Responsibility & Willfulness

There are two major tests to determine if someone is subject to the Trust Fund Penalty. They are primarily questions of fact and may be stated as follows:

  1. Whether the party against whom the penalty is imposed had the duty to account for, collect, and pay over trust fund taxes; and
  2. Whether he or she willfully failed to perform this duty.

Succinctly stated, liability attaches to those with power and responsibility within the corporate structure for seeing that the withheld taxes are remitted to the Internal Revenue Service. To be subjected to the Trust Fund Penalty, a person required to collect withheld taxes must have failed to do so in a manner that was “willful.” The courts have given the term “willfulness” a very liberal interpretation. The definitions include deliberate choice, voluntarily, consciously, and intentionally.

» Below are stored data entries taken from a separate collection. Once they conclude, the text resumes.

//! Mapping between display pixels and plane millimeters
//!
//! A [`Viewport2D`] shows a rectangular region of a world plane. Display
//! coordinates are pixels from the viewport's origin corner, world coordinates
//! are 2D millimeters in the plane. The plane itself is borrowed and must
//! outlive the viewport.

use crate::config::GeometryConfig;
use crate::error::{Error, Result};
use crate::plane::PlaneFrame;
use nalgebra::{Point2, Point3, Vector2, Vector3};
use tracing::{trace, warn};

/// Display-to-world mapping with zoom and pan
#[derive(Debug, Clone)]
pub struct Viewport2D<'w> {
    origin_mm: Vector2<f64>,
    scale: f64,
    size_in_display_units: Vector2<u32>,
    size_in_mm: Vector2<f64>,
    world_frame: Option<&'w PlaneFrame>,
    config: GeometryConfig,
}

impl<'w> Viewport2D<'w> {
    /// 10×10 display units at 1 mm per unit, origin at 0, no world frame
    pub fn new() -> Self {
        Self::with_config(GeometryConfig::default())
    }

    /// Like [`Viewport2D::new`] with custom limits
    pub fn with_config(config: GeometryConfig) -> Self {
        Self {
            origin_mm: Vector2::zeros(),
            scale: 1.0,
            size_in_display_units: Vector2::new(10, 10),
            size_in_mm: Vector2::new(10.0, 10.0),
            world_frame: None,
            config,
        }
    }

    /// The plane being displayed
    pub fn world_frame(&self) -> Option<&'w PlaneFrame> {
        self.world_frame
    }

    /// Set or clear the plane being displayed
    pub fn set_world_frame(&mut self, world_frame: Option<&'w PlaneFrame>) {
        self.world_frame = world_frame;
    }

    /// Millimeters per display unit
    pub fn scale_factor(&self) -> f64 {
        self.scale
    }

    /// Set millimeters per display unit, clamped to the configured minimum
    ///
    /// # Example
    ///
    /// ```
    /// use medgeom::Viewport2D;
    ///
    /// let mut viewport = Viewport2D::new();
    /// viewport.set_scale_factor(1.0e-6);
    /// assert_eq!(viewport.scale_factor(), 1.0e-4);
    /// ```
    pub fn set_scale_factor(&mut self, scale: f64) {
        self.scale = scale.max(self.config.min_scale_factor());
        self.size_in_mm = self.display_to_world_vector(&self.display_size());
    }

    /// World position of the display origin
    pub fn origin_in_mm(&self) -> Point2<f64> {
        Point2::from(self.origin_mm)
    }

    /// Move the display origin to a world position
    pub fn set_origin_in_mm(&mut self, origin: &Point2<f64>) {
        self.origin_mm = origin.coords;
    }

    /// Display origin expressed in display units
    pub fn origin_in_display_units(&self) -> Point2<f64> {
        Point2::from(self.origin_mm / self.scale)
    }

    /// Move the display origin, given in display units
    pub fn set_origin_in_display_units(&mut self, origin: &Point2<f64>) {
        self.origin_mm = origin.coords * self.scale;
    }

    /// Viewport size in display units
    pub fn size_in_display_units(&self) -> Vector2<u32> {
        self.size_in_display_units
    }

    /// Viewport size in millimeters
    pub fn size_in_mm(&self) -> Vector2<f64> {
        self.size_in_mm
    }

    fn display_size(&self) -> Vector2<f64> {
        self.size_in_display_units.map(f64::from)
    }

    /// Display point to world millimeters
    pub fn display_to_world(&self, point: &Point2<f64>) -> Point2<f64> {
        Point2::from(point.coords * self.scale + self.origin_mm)
    }

    /// World millimeters to display point
    pub fn world_to_display(&self, point: &Point2<f64>) -> Point2<f64> {
        Point2::from((point.coords - self.origin_mm) / self.scale)
    }

    /// Display vector to world millimeters
    pub fn display_to_world_vector(&self, vector: &Vector2<f64>) -> Vector2<f64> {
        vector * self.scale
    }

    /// World vector to display units
    pub fn world_to_display_vector(&self, vector: &Vector2<f64>) -> Vector2<f64> {
        vector / self.scale
    }

    /// Pan by a shift given in display units
    pub fn move_by(&mut self, shift: &Vector2<f64>) {
        self.origin_mm += shift * self.scale;
    }

    /// Zoom by `factor` keeping the world point under `center` fixed
    ///
    /// Factors above 1 magnify. Fails with [`Error::InvalidArgument`] for a
    /// non-positive factor.
    ///
    /// # Example
    ///
    /// ```
    /// use medgeom::Viewport2D;
    /// use nalgebra::Point2;
    ///
    /// let mut viewport = Viewport2D::new();
    /// let center = Point2::new(5.0, 5.0);
    /// let before = viewport.display_to_world(&center);
    /// viewport.zoom(2.0, &center).unwrap();
    /// assert_eq!(viewport.scale_factor(), 0.5);
    /// assert_eq!(viewport.display_to_world(&center), before);
    /// ```
    pub fn zoom(&mut self, factor: f64, center: &Point2<f64>) -> Result<()> {
        if !(factor > 0.0) || !factor.is_finite() {
            warn!(factor, "Rejecting non-positive zoom factor");
            return Err(Error::InvalidArgument(format!(
                "zoom factor must be positive, got {}",
                factor
            )));
        }
        self.zoom_about(factor, center);
        Ok(())
    }

    // `factor` must be positive and finite
    fn zoom_about(&mut self, factor: f64, center: &Point2<f64>) {
        self.set_scale_factor(self.scale / factor);
        self.origin_mm -= center.coords * ((1.0 - factor) * self.scale);
    }

    /// Resize the viewport; sizes below 1 are raised to 1
    ///
    /// With `keep_region`, the world point at the viewport center stays
    /// centered and the diagonal keeps its length in millimeters.
    pub fn set_size_in_display_units(&mut self, width: u32, height: u32, keep_region: bool) {
        let old_size_mm = self.size_in_mm;
        let old_center = self.display_to_world(&Point2::from(self.display_size() * 0.5));

        self.size_in_display_units = Vector2::new(width.max(1), height.max(1));
        self.size_in_mm = self.display_to_world_vector(&self.display_size());

        if keep_region {
            let new_center = Point2::from(self.display_size() * 0.5);
            let shift = self.world_to_display(&old_center) - new_center;
            self.move_by(&shift);

            let old_diagonal = old_size_mm.norm();
            if old_diagonal > 0.0 {
                let factor = self.size_in_mm.norm() / old_diagonal;
                self.zoom_about(factor, &new_center);
            }
        }
    }

    /// Scale and center so the whole world plane fits, preserving its aspect
    ///
    /// Does nothing without a valid world frame.
    pub fn fit(&mut self) {
        let Some(world) = self.world_frame.filter(|frame| frame.is_valid()) else {
            return;
        };
        let width_mm = world.extent_in_mm(0);
        let height_mm = world.extent_in_mm(1);
        if !(width_mm > 0.0) || !(height_mm > 0.0) {
            return;
        }

        let display = self.display_size();
        let (mut w, mut h) = (display.x, display.y);
        let aspect = width_mm / height_mm;
        if w / width_mm > h / height_mm {
            w = (aspect * h).trunc();
        } else {
            h = (w / aspect).trunc();
        }
        if w > 0.0 {
            self.set_scale_factor(width_mm / w);
        }
        let origin_display = Vector2::new(-(display.x - w) / 2.0, -(display.y - h) / 2.0);
        self.origin_mm = origin_display * self.scale;
        trace!(scale = self.scale, "Fitted viewport to world frame");
    }

    /// Map a 3D world point through the world plane to display units
    pub fn map_world_to_display(&self, point: &Point3<f64>) -> Result<Point2<f64>> {
        let world = self
            .world_frame
            .ok_or_else(|| Error::missing_reference("map_world_to_display"))?;
        let (mapped, _) = world.map_to_plane(point)?;
        Ok(self.world_to_display(&mapped))
    }

    /// Map a display point to a 3D world point on the world plane
    pub fn map_display_to_world(&self, point: &Point2<f64>) -> Result<Point3<f64>> {
        let world = self
            .world_frame
            .ok_or_else(|| Error::missing_reference("map_display_to_world"))?;
        Ok(world.map_from_plane(&self.display_to_world(point)))
    }

    /// Map a 3D world vector through the world plane to display units
    pub fn map_world_vector_to_display(&self, vector: &Vector3<f64>) -> Result<Vector2<f64>> {
        let world = self
            .world_frame
            .ok_or_else(|| Error::missing_reference("map_world_vector_to_display"))?;
        Ok(self.world_to_display_vector(&world.map_vector_to_plane(vector)?))
    }
}

impl Default for Viewport2D<'_> {
    fn default() -> Self {
        Self::new()
    }
}

#[cfg(test)]
mod tests {
    use super::*;

    #[test]
    fn test_zoom_rejects_non_positive() {
        let mut viewport = Viewport2D::new();
        assert!(viewport.zoom(0.0, &Point2::origin()).is_err());
        assert!(viewport.zoom(-2.0, &Point2::origin()).is_err());
        assert_eq!(viewport.scale_factor(), 1.0);
    }

    #[test]
    fn test_size_is_clamped_to_one() {
        let mut viewport = Viewport2D::new();
        viewport.set_size_in_display_units(0, 0, false);
        assert_eq!(viewport.size_in_display_units(), Vector2::new(1, 1));
        assert_eq!(viewport.size_in_mm(), Vector2::new(1.0, 1.0));
    }

    #[test]
    fn test_move_by_scales_shift() {
        let mut viewport = Viewport2D::new();
        viewport.set_scale_factor(2.0);
        viewport.move_by(&Vector2::new(1.0, -3.0));
        assert_eq!(viewport.origin_in_mm(), Point2::new(2.0, -6.0));
        assert_eq!(viewport.origin_in_display_units(), Point2::new(1.0, -3.0));
    }

    #[test]
    fn test_fit_without_world_is_noop() {
        let mut viewport = Viewport2D::new();
        viewport.set_scale_factor(3.0);
        viewport.fit();
        assert_eq!(viewport.scale_factor(), 3.0);
    }

    #[test]
    fn test_custom_min_scale() {
        let mut viewport = Viewport2D::with_config(GeometryConfig::new().with_min_scale_factor(0.5));
        viewport.set_scale_factor(0.1);
        assert_eq!(viewport.scale_factor(), 0.5);
    }
}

No fraudulent intent is necessary.

Litigation

In the event of litigation, the Taxpayer can litigate his or her Trust Fund liability matter in either the U.S. District Court or the U.S. Court of Federal Claims. The U.S. Tax Court has no jurisdiction to hear trust fund liability cases. If a potentially responsible person also happens to be in bankruptcy, either before or after assessment, he or she can litigate the trust fund liability issues as a separate proceeding within the bankruptcy case and have a judicial determination just as he or she would have in District Court or Claims Court.